The second element needed is international solidarity. The folks who invited us to Marmato understood the importance of support beyond Colombia’s borders, and particularly in the United States and Canada. We were pleased to have two Canadian citizens join our delegation, one a coordinator of Canadian NGO’s, Brittany Lambert, and the other a journalist, Paul Webster. Their comments in Marmato and later at the Canadian Embassy in Bogota and Brittany’s comments in meetings with GCG President Araujo, the human rights officer of Colombian Vice President Angelino Garzon, and the Vice Minister of Interior carried a lot of weight.
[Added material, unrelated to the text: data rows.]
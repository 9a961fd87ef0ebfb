//! Human-readable byte sizes (spec §4.1, C1).
//!
//! Grounded in `original_source/libs/core/core/memory/ByteSize.cpp`: the unit
//! table is reproduced verbatim (SI `KB..PB` vs. IEC `KiB..PiB`, with bare
//! `k/m/g/t/p` meaning IEC), and the integer-vs-fractional parse branch keeps
//! the same semantics — take the integer literal if the grammar matches it,
//! otherwise `floor(real * unit)`.

use crate::error::BadCast;

/// A named unit, carrying its multiplier in bytes.
#[derive(Debug, Clone, Copy, PartialEq, Eq, Hash)]
pub enum Unit {
    Bytes,
    KB,
    MB,
    GB,
    TB,
    PB,
    KiB,
    MiB,
    GiB,
    TiB,
    PiB,
}

impl Unit {
    /// Multiplier in bytes.
    #[must_use]
    pub const fn multiplier(self) -> u64 {
        const KB: u64 = 1_000;
        const MB: u64 = KB * 1_000;
        const GB: u64 = MB * 1_000;
        const TB: u64 = GB * 1_000;
        const PB: u64 = TB * 1_000;
        const KIB: u64 = 1_024;
        const MIB: u64 = KIB * 1_024;
        const GIB: u64 = MIB * 1_024;
        const TIB: u64 = GIB * 1_024;
        const PIB: u64 = TIB * 1_024;
        match self {
            Self::Bytes => 1,
            Self::KB => KB,
            Self::MB => MB,
            Self::GB => GB,
            Self::TB => TB,
            Self::PB => PB,
            Self::KiB => KIB,
            Self::MiB => MIB,
            Self::GiB => GIB,
            Self::TiB => TIB,
            Self::PiB => PIB,
        }
    }

    /// Canonical unit name, as printed by [`ByteSize::format`].
    #[must_use]
    pub const fn name(self) -> &'static str {
        match self {
            Self::Bytes => "B",
            Self::KB => "KB",
            Self::MB => "MB",
            Self::GB => "GB",
            Self::TB => "TB",
            Self::PB => "PB",
            Self::KiB => "KiB",
            Self::MiB => "MiB",
            Self::GiB => "GiB",
            Self::TiB => "TiB",
            Self::PiB => "PiB",
        }
    }

    /// Parse a unit token, case-insensitively. Bare `k/m/g/t/p` mean IEC.
    fn parse(token: &str) -> Option<Self> {
        Some(match token.to_ascii_lowercase().as_str() {
            "" | "b" | "byte" | "bytes" => Self::Bytes,
            "kb" => Self::KB,
            "mb" => Self::MB,
            "gb" => Self::GB,
            "tb" => Self::TB,
            "pb" => Self::PB,
            "k" | "kib" => Self::KiB,
            "m" | "mib" => Self::MiB,
            "g" | "gib" => Self::GiB,
            "t" | "tib" => Self::TiB,
            "p" | "pib" => Self::PiB,
            _ => return None,
        })
    }

    /// All IEC units, smallest first, used by [`ByteSize::human`].
    const IEC_FAMILY: [Self; 6] = [
        Self::Bytes,
        Self::KiB,
        Self::MiB,
        Self::GiB,
        Self::TiB,
        Self::PiB,
    ];

    /// All SI units, smallest first, used by [`ByteSize::human`].
    const SI_FAMILY: [Self; 6] = [
        Self::Bytes,
        Self::KB,
        Self::MB,
        Self::GB,
        Self::TB,
        Self::PB,
    ];
}

/// Which unit family [`ByteSize::human`] should pick the largest fit from.
#[derive(Debug, Clone, Copy, PartialEq, Eq)]
pub enum Family {
    Si,
    Iec,
}

/// A nonnegative byte count (spec §3: "Nonnegative 64-bit count of bytes").
#[derive(Debug, Clone, Copy, PartialEq, Eq, PartialOrd, Ord, Hash, Default)]
pub struct ByteSize(u64);

impl ByteSize {
    pub const ZERO: Self = Self(0);

    /// `of(n, unit)` — fails only via overflow, since `n` and `unit` are
    /// already nonnegative at the type level.
    #[must_use]
    pub fn of(n: u64, unit: Unit) -> Option<Self> {
        n.checked_mul(unit.multiplier()).map(Self)
    }

    /// Raw byte count.
    #[must_use]
    pub const fn bytes(self) -> u64 {
        self.0
    }

    /// Parse a literal matching `WS (int|real) WS unit? WS`, fully.
    ///
    /// The integer branch is tried first (an all-digit literal keeps full
    /// `u64` precision); anything else is parsed as `f64` and multiplied,
    /// rounding toward zero (`f64::trunc`), matching the original's
    /// `ulong_long` vs `double` grammar alternation.
    pub fn parse(s: &str) -> Result<Self, BadCast> {
        let trimmed = s.trim();
        if trimmed.is_empty() {
            return Err(BadCast::Malformed(s.to_string()));
        }

        let split_at = trimmed
            .find(|c: char| !(c.is_ascii_digit() || c == '.' || c == '-' || c == '+'))
            .unwrap_or(trimmed.len());
        let (number, rest) = trimmed.split_at(split_at);
        let unit_token = rest.trim();

        if number.is_empty() {
            return Err(BadCast::Malformed(s.to_string()));
        }

        let Some(unit) = Unit::parse(unit_token) else {
            return Err(BadCast::Malformed(s.to_string()));
        };

        if let Ok(int_val) = number.parse::<u64>() {
            return int_val
                .checked_mul(unit.multiplier())
                .map(Self)
                .ok_or_else(|| BadCast::Overflow(s.to_string()));
        }

        let Ok(real_val) = number.parse::<f64>() else {
            return Err(BadCast::Malformed(s.to_string()));
        };
        if real_val < 0.0 {
            return Err(BadCast::Negative(s.to_string()));
        }
        let scaled = (real_val * unit.multiplier() as f64).trunc();
        if !scaled.is_finite() || scaled > u64::MAX as f64 {
            return Err(BadCast::Overflow(s.to_string()));
        }
        Ok(Self(scaled as u64))
    }

    /// Format as an integer for `Unit::Bytes`, else as a trimmed float, with
    /// the unit name appended.
    #[must_use]
    pub fn format(self, unit: Unit) -> String {
        if matches!(unit, Unit::Bytes) {
            return format!("{} {}", self.0, unit.name());
        }
        let value = self.0 as f64 / unit.multiplier() as f64;
        let mut text = format!("{value:.6}");
        while text.ends_with('0') {
            text.pop();
        }
        if text.ends_with('.') {
            text.pop();
        }
        format!("{text} {}", unit.name())
    }

    /// Largest unit in the given family where `size >= 1 * unit`.
    #[must_use]
    pub fn human(self, family: Family) -> String {
        let table: &[Unit] = match family {
            Family::Si => &Unit::SI_FAMILY,
            Family::Iec => &Unit::IEC_FAMILY,
        };
        let chosen = table
            .iter()
            .rev()
            .find(|u| self.0 >= u.multiplier())
            .copied()
            .unwrap_or(Unit::Bytes);
        self.format(chosen)
    }
}

impl std::fmt::Display for ByteSize {
    fn fmt(&self, f: &mut std::fmt::Formatter<'_>) -> std::fmt::Result {
        write!(f, "{}", self.human(Family::Iec))
    }
}

impl std::str::FromStr for ByteSize {
    type Err = BadCast;

    fn from_str(s: &str) -> Result<Self, Self::Err> {
        Self::parse(s)
    }
}

#[cfg(test)]
mod tests {
    use super::*;

    #[test]
    fn parses_iec_fraction() {
        assert_eq!(ByteSize::parse("1.5 MiB").unwrap().bytes(), 1_572_864);
    }

    #[test]
    fn parses_si_integer() {
        assert_eq!(ByteSize::parse("1500 kb").unwrap().bytes(), 1_500_000);
    }

    #[test]
    fn rejects_negative() {
        assert!(matches!(ByteSize::parse("-1 B"), Err(BadCast::Negative(_))));
    }

    #[test]
    fn rejects_unknown_unit() {
        assert!(matches!(ByteSize::parse("2 foo"), Err(BadCast::Malformed(_))));
    }

    #[test]
    fn bare_letters_mean_iec() {
        assert_eq!(ByteSize::parse("2k").unwrap().bytes(), 2 * 1024);
        assert_eq!(ByteSize::parse("2m").unwrap().bytes(), 2 * 1024 * 1024);
    }

    #[test]
    fn overflow_is_rejected() {
        assert!(matches!(
            ByteSize::parse("99999999999999999999999 B"),
            Err(BadCast::Overflow(_))
        ));
    }

    #[test]
    fn format_drops_trailing_zeros() {
        assert_eq!(ByteSize::of(3, Unit::MiB).unwrap().format(Unit::MiB), "3 MiB");
        assert_eq!(ByteSize::of(1500, Unit::KB).unwrap().format(Unit::MB), "1.5 MB");
    }

    #[test]
    fn human_picks_largest_fitting_unit() {
        let size = ByteSize::of(1536, Unit::MiB).unwrap();
        assert_eq!(size.human(Family::Iec), "1.5 GiB");
    }

    #[test]
    fn round_trip_iec_multiples() {
        for &unit in &Unit::IEC_FAMILY {
            let size = ByteSize::of(7, unit).unwrap();
            let formatted = size.format(unit);
            assert_eq!(ByteSize::parse(&formatted).unwrap(), size);
        }
    }

    #[test]
    fn plain_integer_defaults_to_bytes() {
        assert_eq!(ByteSize::parse("512").unwrap().bytes(), 512);
    }
}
And my fellow U.S. delegation members, Bishop Thomas Gumbleton of Detroit and labor leader David Newby of Madison, brought the solidarity of the progressive wing of the Catholic Church and of United States labor leadership to Marmato. And, while Paul as a journalist must maintain a certain distance, I believe the rest of us all realize that this solidarity is not a matter of one delegation to Colombia; it is something we must promote continuously until the Marmato open-pit mine plan is defeated and Marmato’s designation as an Historical Patrimony is permanently restored. In this way, Marmato may serve as a model for those of us in Wisconsin and any other place where the environment and the historical traditions of our peoples are threatened by plans for open-pit mining.